Couleur de la Vacuité | Concert Musicatreize (Critique/Review)

Yin & Yang acoustique

• 10 novembre 2012 •

 - Zibeline

Lors de la dernière soirée d’inauguration de la nouvelle salle Musicatreize au 53 rue Grignan, le 10 novembre, l’ensemble vocal dirigé par Roland Hayrabedian a livré en première partie, des « classiques » de son répertoire.
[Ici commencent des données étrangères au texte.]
//! Broker errors
//!
//! Every failure surfaced by the broker is a [`BrokerError`] carrying a
//! [`BrokerErrorCode`]. Codes are grouped into an [`ErrorKind`] which decides
//! whether the caller or the deployment is at fault.

use std::borrow::Cow;
use std::fmt;

use http::StatusCode;

pub type StdError = Box<dyn std::error::Error + Send + Sync + 'static>;

/// Result type used throughout the broker.
pub type BrokerResult<T = (), E = BrokerError> = Result<T, E>;

/// Coarse classification of a [`BrokerErrorCode`].
#[derive(Debug, Clone, Copy, PartialEq, Eq, Hash)]
pub enum ErrorKind {
    /// The request itself is invalid. Maps to HTTP 400.
    InputValidation,
    /// The deployment lacks or has broken configuration.
    Configuration,
    /// The embedding host violated an API precondition.
    ArgumentContract,
    /// The storage collaborator failed to sign.
    Internal,
}

/// Concrete failure reasons.
#[derive(Debug, Clone, Copy, PartialEq, Eq, Hash)]
#[non_exhaustive]
pub enum BrokerErrorCode {
    /// A required argument was not supplied or was blank.
    MissingArgument,
    /// An argument was supplied but unusable.
    InvalidArgument,

    /// The resource type token does not name a known resource kind.
    UnknownResourceType,
    /// A required request field is absent or blank.
    MissingParameter,
    /// A request field has the wrong shape.
    InvalidParameter,
    /// The `expiry` field is not a valid timestamp.
    InvalidExpiry,
    /// The permission string is empty, malformed, repeats a letter or asks for
    /// a right the resource kind does not grant.
    InvalidPermissionString,

    /// No usable connection string is configured for the resource kind.
    ConfigurationMissing,
    /// A connection string could not be parsed.
    InvalidConnectionString,

    /// The signature could not be computed.
    SignatureFailure,
}

impl BrokerErrorCode {
    #[must_use]
    pub const fn as_str(self) -> &'static str {
        match self {
            Self::MissingArgument => "MissingArgument",
            Self::InvalidArgument => "InvalidArgument",
            Self::UnknownResourceType => "UnknownResourceType",
            Self::MissingParameter => "MissingParameter",
            Self::InvalidParameter => "InvalidParameter",
            Self::InvalidExpiry => "InvalidExpiry",
            Self::InvalidPermissionString => "InvalidPermissionString",
            Self::ConfigurationMissing => "ConfigurationMissing",
            Self::InvalidConnectionString => "InvalidConnectionString",
            Self::SignatureFailure => "SignatureFailure",
        }
    }

    #[must_use]
    pub const fn kind(self) -> ErrorKind {
        match self {
            Self::MissingArgument | Self::InvalidArgument => ErrorKind::ArgumentContract,
            Self::UnknownResourceType
            | Self::MissingParameter
            | Self::InvalidParameter
            | Self::InvalidExpiry
            | Self::InvalidPermissionString => ErrorKind::InputValidation,
            Self::ConfigurationMissing | Self::InvalidConnectionString => ErrorKind::Configuration,
            Self::SignatureFailure => ErrorKind::Internal,
        }
    }

    #[must_use]
    pub const fn status_code(self) -> StatusCode {
        match self.kind() {
            ErrorKind::InputValidation => StatusCode::BAD_REQUEST,
            ErrorKind::Configuration | ErrorKind::ArgumentContract | ErrorKind::Internal => {
                StatusCode::INTERNAL_SERVER_ERROR
            }
        }
    }
}

impl fmt::Display for BrokerErrorCode {
    fn fmt(&self, f: &mut fmt::Formatter<'_>) -> fmt::Result {
        f.write_str(self.as_str())
    }
}

/// A typed broker failure.
#[derive(Debug)]
pub struct BrokerError(Box<Inner>);

#[derive(Debug)]
struct Inner {
    code: BrokerErrorCode,
    message: Option<Cow<'static, str>>,
    source: Option<StdError>,
}

impl BrokerError {
    #[must_use]
    pub fn new(code: BrokerErrorCode) -> Self {
        Self(Box::new(Inner {
            code,
            message: None,
            source: None,
        }))
    }

    #[must_use]
    pub fn with_message(code: BrokerErrorCode, msg: impl Into<Cow<'static, str>>) -> Self {
        let mut this = Self::new(code);
        this.0.message = Some(msg.into());
        this
    }

    #[must_use]
    pub fn with_source(code: BrokerErrorCode, source: StdError) -> Self {
        let mut this = Self::new(code);
        this.0.source = Some(source);
        this
    }

    pub fn set_code(&mut self, code: BrokerErrorCode) {
        self.0.code = code;
    }

    pub fn set_message(&mut self, msg: impl Into<Cow<'static, str>>) {
        self.0.message = Some(msg.into());
    }

    pub fn set_source(&mut self, source: StdError) {
        self.0.source = Some(source);
    }

    #[must_use]
    pub fn code(&self) -> BrokerErrorCode {
        self.0.code
    }

    #[must_use]
    pub fn kind(&self) -> ErrorKind {
        self.0.code.kind()
    }

    #[must_use]
    pub fn status_code(&self) -> StatusCode {
        self.0.code.status_code()
    }

    #[must_use]
    pub fn message(&self) -> Option<&str> {
        self.0.message.as_deref()
    }

    #[must_use]
    pub fn is_input_validation(&self) -> bool {
        self.kind() == ErrorKind::InputValidation
    }
}

impl From<BrokerErrorCode> for BrokerError {
    fn from(code: BrokerErrorCode) -> Self {
        Self::new(code)
    }
}

impl fmt::Display for BrokerError {
    fn fmt(&self, f: &mut fmt::Formatter<'_>) -> fmt::Result {
        write!(f, "{}", self.0.code)?;
        if let Some(msg) = &self.0.message {
            write!(f, ": {msg}")?;
        }
        Ok(())
    }
}

impl std::error::Error for BrokerError {
    fn source(&self) -> Option<&(dyn std::error::Error + 'static)> {
        self.0.source.as_deref().map(|e| e as _)
    }
}

/// Builds a [`BrokerError`].
///
/// ```
/// use sas_broker::{broker_error, BrokerErrorCode};
///
/// let err = broker_error!(MissingParameter, "{} parameter is missing", "name");
/// assert_eq!(err.code(), BrokerErrorCode::MissingParameter);
/// assert_eq!(err.message(), Some("name parameter is missing"));
/// ```
#[macro_export]
macro_rules! broker_error {
    ($code:ident) => {
        $crate::BrokerError::new($crate::BrokerErrorCode::$code)
    };
    ($source:expr, $code:ident) => {{
        let mut err = $crate::BrokerError::new($crate::BrokerErrorCode::$code);
        err.set_source(Box::new($source));
        err
    }};
    ($code:ident, $msg:literal $(,)?) => {
        $crate::BrokerError::with_message($crate::BrokerErrorCode::$code, $msg)
    };
    ($code:ident, $fmt:literal, $($arg:tt)+) => {
        $crate::BrokerError::with_message($crate::BrokerErrorCode::$code, format!($fmt, $($arg)+))
    };
    ($source:expr, $code:ident, $($arg:tt)+) => {{
        let mut err = $crate::broker_error!($code, $($arg)+);
        err.set_source(Box::new($source));
        err
    }};
}

/// Shorthand for an [`InvalidParameter`](BrokerErrorCode::InvalidParameter) error.
macro_rules! bad_request {
    ($($arg:tt)+) => {
        $crate::broker_error!(InvalidParameter, $($arg)+)
    };
}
Swan Song de Maurice Ohana (musicien particulièrement choyé par Musicatreize qui commémore en 2012 les 20 ans de sa mort, et célèbrera en 2013 le centenaire de sa naissance) est une espèce de« requiem ironique». Les effets de voix, entrées imitant des cloches, des accord verticaux classico–dissonants, longs et alanguis, la prosodie syllabique ou les vibrations d’une espèce de wah-wah orale s’articulent comme un puzzle sur fond de folklore réinventé. Un bel art vocal où s’immisce Kaoli Isshiki, sopranisant un « cante jondo » plaintif recyclé à la plume de Félix Ibarrondo : c’est Urrundik ! La guitare de Pablo Marquez l’accompagne au rythme d’accords immuables, une pâte obsessionnelle qui, à l’occasion, dessine un contrepoint avec la chanteuse, et tente, par vagues, de l’aigu au grave, une illusoire alchimie de gammes…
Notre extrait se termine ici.